▸ Problem statement
Pull out every line below containing the word "html".

------------------------------------------------

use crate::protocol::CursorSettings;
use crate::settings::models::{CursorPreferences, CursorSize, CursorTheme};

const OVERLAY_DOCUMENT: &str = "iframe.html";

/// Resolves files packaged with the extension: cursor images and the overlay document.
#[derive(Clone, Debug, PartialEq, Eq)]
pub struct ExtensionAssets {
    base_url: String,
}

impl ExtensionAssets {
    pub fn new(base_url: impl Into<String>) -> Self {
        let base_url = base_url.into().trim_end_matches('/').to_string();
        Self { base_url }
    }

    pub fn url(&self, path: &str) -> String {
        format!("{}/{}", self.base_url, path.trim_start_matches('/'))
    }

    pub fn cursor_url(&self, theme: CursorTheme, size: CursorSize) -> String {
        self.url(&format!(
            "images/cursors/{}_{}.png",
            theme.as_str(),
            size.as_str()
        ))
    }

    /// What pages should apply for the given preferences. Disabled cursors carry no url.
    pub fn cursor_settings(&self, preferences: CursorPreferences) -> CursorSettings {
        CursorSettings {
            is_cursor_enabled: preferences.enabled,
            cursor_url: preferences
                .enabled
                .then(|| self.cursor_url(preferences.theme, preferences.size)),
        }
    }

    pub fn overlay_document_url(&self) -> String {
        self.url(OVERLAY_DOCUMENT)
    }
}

------------------------------------------------

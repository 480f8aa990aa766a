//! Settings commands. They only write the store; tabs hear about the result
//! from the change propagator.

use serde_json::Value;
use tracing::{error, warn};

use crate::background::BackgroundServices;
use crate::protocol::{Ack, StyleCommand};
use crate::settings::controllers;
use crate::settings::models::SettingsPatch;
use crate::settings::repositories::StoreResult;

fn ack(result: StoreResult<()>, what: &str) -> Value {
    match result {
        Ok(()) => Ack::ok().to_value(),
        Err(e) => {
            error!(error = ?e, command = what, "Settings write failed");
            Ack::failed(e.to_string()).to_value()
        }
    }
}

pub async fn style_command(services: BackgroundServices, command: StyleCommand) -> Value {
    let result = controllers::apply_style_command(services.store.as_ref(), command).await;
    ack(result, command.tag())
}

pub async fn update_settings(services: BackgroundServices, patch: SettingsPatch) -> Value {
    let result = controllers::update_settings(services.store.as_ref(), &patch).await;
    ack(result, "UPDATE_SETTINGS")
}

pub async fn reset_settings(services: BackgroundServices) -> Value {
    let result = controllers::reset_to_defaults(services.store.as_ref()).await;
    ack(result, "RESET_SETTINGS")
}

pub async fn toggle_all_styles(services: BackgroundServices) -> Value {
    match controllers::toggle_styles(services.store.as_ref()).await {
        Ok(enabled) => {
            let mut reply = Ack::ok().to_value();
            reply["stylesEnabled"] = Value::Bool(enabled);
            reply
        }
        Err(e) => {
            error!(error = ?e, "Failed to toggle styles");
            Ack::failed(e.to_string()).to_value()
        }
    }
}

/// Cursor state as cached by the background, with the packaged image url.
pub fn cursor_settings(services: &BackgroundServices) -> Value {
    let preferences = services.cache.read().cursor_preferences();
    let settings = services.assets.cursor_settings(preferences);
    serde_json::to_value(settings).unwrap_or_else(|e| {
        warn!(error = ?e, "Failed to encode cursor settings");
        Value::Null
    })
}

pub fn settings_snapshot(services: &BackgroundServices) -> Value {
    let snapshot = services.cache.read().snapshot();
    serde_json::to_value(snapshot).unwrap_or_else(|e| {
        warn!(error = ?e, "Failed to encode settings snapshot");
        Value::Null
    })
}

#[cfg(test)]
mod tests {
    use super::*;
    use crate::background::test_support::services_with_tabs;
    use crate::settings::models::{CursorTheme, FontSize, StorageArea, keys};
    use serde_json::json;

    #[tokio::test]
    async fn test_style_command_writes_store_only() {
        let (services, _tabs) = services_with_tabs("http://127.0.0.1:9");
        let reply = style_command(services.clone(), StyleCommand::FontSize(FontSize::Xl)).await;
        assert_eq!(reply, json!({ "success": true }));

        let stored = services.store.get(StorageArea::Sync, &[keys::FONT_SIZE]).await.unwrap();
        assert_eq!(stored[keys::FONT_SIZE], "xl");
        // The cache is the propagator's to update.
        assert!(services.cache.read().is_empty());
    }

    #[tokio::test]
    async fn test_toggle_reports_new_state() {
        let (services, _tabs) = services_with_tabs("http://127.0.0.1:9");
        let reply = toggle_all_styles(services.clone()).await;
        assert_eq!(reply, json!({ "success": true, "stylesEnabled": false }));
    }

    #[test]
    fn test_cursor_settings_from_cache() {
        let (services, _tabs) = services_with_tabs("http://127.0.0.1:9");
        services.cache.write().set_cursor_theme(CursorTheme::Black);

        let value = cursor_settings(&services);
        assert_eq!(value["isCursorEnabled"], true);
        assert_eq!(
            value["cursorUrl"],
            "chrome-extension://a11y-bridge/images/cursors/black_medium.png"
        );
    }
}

------------------------------------------------

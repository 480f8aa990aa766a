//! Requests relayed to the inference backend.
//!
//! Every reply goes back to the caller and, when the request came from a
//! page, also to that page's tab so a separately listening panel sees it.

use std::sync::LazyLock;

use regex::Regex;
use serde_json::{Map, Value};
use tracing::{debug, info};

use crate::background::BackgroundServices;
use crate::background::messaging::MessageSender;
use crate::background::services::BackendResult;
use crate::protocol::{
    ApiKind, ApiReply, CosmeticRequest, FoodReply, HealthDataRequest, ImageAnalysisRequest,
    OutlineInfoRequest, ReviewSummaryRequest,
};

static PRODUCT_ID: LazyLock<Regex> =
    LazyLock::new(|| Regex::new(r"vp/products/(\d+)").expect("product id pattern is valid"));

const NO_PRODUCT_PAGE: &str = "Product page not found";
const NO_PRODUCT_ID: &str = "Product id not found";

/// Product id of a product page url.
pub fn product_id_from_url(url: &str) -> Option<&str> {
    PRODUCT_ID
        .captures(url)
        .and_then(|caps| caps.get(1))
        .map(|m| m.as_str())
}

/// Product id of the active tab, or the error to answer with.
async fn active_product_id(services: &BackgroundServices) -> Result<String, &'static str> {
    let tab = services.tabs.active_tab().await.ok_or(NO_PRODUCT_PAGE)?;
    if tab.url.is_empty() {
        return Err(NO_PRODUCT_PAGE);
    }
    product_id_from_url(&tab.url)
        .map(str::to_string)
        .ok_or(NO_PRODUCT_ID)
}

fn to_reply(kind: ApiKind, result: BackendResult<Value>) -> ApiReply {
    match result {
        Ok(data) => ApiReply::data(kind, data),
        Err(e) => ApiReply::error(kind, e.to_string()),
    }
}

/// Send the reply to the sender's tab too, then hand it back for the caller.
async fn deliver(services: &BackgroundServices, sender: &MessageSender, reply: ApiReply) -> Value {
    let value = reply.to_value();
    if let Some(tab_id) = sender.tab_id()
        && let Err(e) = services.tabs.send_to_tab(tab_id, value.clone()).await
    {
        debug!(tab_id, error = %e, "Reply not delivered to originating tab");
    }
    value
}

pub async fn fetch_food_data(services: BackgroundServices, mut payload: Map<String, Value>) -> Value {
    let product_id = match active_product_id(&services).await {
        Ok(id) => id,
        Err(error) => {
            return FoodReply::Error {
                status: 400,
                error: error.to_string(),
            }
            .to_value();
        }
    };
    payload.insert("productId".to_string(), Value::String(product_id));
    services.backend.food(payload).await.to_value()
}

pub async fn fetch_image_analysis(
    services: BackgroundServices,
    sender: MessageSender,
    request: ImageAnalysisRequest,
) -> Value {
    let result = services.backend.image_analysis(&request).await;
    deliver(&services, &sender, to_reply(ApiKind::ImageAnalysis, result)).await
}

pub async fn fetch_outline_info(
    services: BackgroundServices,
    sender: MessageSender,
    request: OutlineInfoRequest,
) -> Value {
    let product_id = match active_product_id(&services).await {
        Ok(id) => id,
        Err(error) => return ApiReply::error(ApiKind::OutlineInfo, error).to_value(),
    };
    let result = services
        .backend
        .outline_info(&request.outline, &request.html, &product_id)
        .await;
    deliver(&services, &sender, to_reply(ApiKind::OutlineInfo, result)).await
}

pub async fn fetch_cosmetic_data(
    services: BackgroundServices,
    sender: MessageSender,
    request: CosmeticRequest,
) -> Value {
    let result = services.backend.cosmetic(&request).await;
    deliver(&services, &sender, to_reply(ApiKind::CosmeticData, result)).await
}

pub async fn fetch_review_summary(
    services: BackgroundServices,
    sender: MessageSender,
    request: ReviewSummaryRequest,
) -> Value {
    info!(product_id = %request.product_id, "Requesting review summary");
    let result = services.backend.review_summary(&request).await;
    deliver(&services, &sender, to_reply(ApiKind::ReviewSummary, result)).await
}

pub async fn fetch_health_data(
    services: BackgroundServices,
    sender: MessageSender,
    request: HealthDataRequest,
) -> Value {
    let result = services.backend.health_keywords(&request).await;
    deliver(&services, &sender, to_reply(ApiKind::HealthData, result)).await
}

------------------------------------------------

▸ Answer to this problem
const OVERLAY_DOCUMENT: &str = "iframe.html";
        .outline_info(&request.outline, &request.html, &product_id)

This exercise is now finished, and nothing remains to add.